---------- Records for this task
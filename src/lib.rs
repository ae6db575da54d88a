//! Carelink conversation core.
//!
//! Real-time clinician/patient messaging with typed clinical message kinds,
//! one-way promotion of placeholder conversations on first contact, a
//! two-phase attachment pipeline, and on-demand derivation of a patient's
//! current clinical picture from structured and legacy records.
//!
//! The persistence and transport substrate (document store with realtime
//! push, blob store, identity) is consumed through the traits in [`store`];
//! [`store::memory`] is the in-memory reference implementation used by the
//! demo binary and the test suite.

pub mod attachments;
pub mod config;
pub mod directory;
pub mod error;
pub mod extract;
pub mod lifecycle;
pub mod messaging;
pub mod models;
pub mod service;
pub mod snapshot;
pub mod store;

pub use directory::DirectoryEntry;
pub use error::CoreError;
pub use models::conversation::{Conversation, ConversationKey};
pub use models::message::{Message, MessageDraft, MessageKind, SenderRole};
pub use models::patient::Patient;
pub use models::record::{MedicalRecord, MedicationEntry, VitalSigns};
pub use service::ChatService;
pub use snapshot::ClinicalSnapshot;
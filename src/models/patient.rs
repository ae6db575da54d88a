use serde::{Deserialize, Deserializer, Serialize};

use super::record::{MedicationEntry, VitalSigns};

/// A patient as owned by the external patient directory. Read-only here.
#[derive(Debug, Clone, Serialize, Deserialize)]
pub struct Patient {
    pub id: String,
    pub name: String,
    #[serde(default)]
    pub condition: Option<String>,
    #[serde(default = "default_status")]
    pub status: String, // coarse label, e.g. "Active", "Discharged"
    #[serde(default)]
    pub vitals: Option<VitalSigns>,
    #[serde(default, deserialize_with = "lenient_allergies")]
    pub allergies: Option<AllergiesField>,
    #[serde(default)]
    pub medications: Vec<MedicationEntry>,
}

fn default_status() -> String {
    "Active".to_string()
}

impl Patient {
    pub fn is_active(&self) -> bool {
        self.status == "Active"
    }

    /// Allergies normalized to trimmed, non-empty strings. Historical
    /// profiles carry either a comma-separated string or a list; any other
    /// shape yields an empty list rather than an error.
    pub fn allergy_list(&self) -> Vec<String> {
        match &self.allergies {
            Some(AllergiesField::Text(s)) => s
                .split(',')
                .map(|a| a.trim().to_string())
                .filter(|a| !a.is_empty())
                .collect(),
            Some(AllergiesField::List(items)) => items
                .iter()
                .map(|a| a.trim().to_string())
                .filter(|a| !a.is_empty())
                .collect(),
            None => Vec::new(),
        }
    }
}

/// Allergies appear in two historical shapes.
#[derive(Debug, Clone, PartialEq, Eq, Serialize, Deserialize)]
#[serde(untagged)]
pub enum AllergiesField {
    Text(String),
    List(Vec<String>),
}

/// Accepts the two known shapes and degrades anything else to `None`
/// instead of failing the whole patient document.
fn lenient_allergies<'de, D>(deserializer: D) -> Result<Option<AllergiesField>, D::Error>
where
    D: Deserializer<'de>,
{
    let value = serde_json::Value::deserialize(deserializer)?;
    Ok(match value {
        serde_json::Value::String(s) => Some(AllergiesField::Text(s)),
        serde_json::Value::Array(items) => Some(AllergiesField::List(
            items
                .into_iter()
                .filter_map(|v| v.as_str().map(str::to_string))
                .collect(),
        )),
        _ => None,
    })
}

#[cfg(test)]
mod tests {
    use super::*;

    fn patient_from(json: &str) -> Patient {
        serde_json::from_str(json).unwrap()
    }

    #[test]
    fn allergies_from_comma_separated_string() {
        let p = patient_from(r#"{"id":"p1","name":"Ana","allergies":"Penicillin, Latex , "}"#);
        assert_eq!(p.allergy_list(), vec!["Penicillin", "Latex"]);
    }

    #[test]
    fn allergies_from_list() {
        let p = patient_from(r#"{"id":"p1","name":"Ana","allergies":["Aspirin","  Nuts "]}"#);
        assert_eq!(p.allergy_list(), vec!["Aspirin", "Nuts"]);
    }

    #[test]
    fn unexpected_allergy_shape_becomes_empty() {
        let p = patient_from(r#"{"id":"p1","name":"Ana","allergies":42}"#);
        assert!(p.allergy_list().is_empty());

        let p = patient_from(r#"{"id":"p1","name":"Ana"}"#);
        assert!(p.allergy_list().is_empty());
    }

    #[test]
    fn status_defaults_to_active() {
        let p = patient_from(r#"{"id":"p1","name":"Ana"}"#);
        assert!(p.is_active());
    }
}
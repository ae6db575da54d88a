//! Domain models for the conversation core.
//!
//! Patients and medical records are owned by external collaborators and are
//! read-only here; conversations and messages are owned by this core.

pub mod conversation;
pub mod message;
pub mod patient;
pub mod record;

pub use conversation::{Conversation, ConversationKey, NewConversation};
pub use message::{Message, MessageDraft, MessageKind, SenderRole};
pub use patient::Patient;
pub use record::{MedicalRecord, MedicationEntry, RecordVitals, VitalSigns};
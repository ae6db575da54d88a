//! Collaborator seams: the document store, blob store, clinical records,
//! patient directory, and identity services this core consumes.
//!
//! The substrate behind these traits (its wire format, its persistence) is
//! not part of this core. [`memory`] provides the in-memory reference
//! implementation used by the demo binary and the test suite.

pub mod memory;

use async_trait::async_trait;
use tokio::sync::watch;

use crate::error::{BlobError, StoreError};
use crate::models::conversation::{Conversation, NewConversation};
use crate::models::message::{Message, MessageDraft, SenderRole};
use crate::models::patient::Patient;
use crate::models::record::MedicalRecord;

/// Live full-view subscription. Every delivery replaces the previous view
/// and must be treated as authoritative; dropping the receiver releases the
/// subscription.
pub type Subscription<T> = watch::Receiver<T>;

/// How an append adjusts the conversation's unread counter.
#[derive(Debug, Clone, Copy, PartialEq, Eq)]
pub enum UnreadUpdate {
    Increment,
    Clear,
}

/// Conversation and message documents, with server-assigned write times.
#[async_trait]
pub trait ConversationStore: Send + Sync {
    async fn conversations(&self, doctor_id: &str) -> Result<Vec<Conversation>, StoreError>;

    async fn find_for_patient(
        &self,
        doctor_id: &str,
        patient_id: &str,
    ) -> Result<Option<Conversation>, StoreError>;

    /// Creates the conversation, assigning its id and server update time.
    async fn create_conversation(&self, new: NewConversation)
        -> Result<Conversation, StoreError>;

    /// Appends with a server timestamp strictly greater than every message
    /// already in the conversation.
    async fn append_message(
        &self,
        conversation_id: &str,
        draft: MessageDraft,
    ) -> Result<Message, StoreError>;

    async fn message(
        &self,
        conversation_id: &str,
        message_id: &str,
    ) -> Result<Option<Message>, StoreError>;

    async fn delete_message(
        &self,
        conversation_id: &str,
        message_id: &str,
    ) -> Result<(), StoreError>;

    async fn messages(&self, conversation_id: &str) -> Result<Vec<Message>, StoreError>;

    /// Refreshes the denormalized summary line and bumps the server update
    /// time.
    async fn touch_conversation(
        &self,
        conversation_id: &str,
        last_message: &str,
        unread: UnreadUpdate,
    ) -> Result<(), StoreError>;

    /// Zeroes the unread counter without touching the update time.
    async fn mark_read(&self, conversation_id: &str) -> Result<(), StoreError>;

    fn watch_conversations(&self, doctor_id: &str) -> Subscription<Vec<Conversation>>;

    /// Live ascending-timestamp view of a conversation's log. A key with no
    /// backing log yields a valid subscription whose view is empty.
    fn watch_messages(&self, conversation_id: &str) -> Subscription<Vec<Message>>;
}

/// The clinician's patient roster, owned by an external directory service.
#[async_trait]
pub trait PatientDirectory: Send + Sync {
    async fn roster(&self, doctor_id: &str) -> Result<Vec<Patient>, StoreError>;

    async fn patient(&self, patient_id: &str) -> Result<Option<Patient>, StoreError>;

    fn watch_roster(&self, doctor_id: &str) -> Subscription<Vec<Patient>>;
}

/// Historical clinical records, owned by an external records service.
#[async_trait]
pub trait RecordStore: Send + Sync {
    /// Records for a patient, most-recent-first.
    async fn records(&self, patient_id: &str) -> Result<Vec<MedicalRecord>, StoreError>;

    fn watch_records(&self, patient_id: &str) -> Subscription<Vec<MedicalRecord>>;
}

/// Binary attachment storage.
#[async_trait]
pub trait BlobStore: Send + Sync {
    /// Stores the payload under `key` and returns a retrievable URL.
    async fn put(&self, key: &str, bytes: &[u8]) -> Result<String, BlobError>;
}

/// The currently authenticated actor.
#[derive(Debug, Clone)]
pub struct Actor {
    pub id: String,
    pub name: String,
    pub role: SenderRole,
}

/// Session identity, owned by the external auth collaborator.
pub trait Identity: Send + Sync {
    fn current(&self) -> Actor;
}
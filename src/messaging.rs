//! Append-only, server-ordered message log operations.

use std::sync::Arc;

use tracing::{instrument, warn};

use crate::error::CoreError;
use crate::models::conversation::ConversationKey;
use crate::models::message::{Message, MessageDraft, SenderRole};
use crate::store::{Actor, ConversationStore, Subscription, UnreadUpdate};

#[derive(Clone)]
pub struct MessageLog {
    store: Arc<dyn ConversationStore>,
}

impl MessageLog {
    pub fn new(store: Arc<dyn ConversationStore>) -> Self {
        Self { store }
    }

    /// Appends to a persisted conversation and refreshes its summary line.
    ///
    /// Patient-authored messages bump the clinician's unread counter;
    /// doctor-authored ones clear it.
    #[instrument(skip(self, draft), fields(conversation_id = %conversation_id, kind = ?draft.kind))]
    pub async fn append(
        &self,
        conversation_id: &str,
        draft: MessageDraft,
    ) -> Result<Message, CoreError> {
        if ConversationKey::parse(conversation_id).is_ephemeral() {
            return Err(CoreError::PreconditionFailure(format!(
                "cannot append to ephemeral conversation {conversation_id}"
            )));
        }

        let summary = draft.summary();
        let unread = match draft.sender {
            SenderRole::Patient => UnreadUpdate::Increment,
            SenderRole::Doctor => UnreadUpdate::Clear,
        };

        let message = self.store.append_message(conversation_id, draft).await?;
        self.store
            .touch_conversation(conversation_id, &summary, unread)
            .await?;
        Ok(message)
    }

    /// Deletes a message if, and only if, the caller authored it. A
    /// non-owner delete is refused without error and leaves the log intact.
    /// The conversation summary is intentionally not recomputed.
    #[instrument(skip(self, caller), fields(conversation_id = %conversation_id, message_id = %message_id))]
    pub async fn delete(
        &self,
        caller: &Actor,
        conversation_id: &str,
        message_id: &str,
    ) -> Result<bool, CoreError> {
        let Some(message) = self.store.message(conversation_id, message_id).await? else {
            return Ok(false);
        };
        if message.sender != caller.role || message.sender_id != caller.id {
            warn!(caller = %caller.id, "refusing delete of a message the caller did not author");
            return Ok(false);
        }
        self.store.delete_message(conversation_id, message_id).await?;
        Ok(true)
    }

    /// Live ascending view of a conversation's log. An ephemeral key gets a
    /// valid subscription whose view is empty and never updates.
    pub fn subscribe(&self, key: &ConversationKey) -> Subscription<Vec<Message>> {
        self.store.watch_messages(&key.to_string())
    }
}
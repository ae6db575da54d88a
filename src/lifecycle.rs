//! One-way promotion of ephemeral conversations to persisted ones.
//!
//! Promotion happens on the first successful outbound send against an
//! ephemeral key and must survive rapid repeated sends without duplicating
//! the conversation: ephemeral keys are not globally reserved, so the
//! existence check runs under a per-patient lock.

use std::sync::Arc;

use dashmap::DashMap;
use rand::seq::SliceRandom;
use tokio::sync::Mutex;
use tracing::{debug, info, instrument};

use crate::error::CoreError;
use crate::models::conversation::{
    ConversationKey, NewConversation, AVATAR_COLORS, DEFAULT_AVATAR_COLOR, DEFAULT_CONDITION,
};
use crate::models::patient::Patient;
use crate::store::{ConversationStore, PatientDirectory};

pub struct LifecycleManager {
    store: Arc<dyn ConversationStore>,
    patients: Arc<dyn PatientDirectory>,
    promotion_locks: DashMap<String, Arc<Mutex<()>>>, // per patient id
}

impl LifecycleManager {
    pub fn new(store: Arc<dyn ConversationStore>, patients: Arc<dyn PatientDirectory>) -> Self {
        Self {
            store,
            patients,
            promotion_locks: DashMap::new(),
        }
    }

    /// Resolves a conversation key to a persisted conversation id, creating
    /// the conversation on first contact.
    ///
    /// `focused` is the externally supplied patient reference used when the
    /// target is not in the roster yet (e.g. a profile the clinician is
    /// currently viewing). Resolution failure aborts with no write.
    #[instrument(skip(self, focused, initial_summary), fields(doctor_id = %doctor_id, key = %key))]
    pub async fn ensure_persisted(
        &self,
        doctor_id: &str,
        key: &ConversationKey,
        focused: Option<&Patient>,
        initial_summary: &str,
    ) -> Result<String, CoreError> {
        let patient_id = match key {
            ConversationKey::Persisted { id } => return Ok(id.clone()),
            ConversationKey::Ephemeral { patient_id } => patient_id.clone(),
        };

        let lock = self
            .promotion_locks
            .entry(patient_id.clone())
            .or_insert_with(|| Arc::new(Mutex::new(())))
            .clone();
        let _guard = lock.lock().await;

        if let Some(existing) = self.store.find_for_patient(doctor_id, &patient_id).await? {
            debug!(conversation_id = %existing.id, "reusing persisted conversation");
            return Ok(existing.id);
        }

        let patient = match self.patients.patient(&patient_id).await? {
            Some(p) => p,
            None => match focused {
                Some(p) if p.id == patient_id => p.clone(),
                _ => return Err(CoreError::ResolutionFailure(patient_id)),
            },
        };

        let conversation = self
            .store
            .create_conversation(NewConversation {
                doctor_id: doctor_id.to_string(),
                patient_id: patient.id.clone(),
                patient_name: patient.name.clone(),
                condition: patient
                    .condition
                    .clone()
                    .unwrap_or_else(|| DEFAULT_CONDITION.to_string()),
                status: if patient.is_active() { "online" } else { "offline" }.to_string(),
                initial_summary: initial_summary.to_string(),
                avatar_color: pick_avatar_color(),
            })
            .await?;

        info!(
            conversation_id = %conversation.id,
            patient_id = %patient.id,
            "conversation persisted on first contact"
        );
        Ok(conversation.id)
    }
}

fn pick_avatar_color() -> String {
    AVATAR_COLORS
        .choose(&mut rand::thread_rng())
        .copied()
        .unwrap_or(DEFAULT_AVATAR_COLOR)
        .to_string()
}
--------------------
● Work instructions
Write out a verbatim copy of the data, beginning with its first line and ending with the line that contains "pub use directory::DirectoryEntry;".

● Response below
filename src/lib.rs
repository ae6db575da54d88a
//! Carelink conversation core.
//!
//! Real-time clinician/patient messaging with typed clinical message kinds,
//! one-way promotion of placeholder conversations on first contact, a
//! two-phase attachment pipeline, and on-demand derivation of a patient's
//! current clinical picture from structured and legacy records.
//!
//! The persistence and transport substrate (document store with realtime
//! push, blob store, identity) is consumed through the traits in [`store`];
//! [`store::memory`] is the in-memory reference implementation used by the
//! demo binary and the test suite.

pub mod attachments;
pub mod config;
pub mod directory;
pub mod error;
pub mod extract;
pub mod lifecycle;
pub mod messaging;
pub mod models;
pub mod service;
pub mod snapshot;
pub mod store;

pub use directory::DirectoryEntry;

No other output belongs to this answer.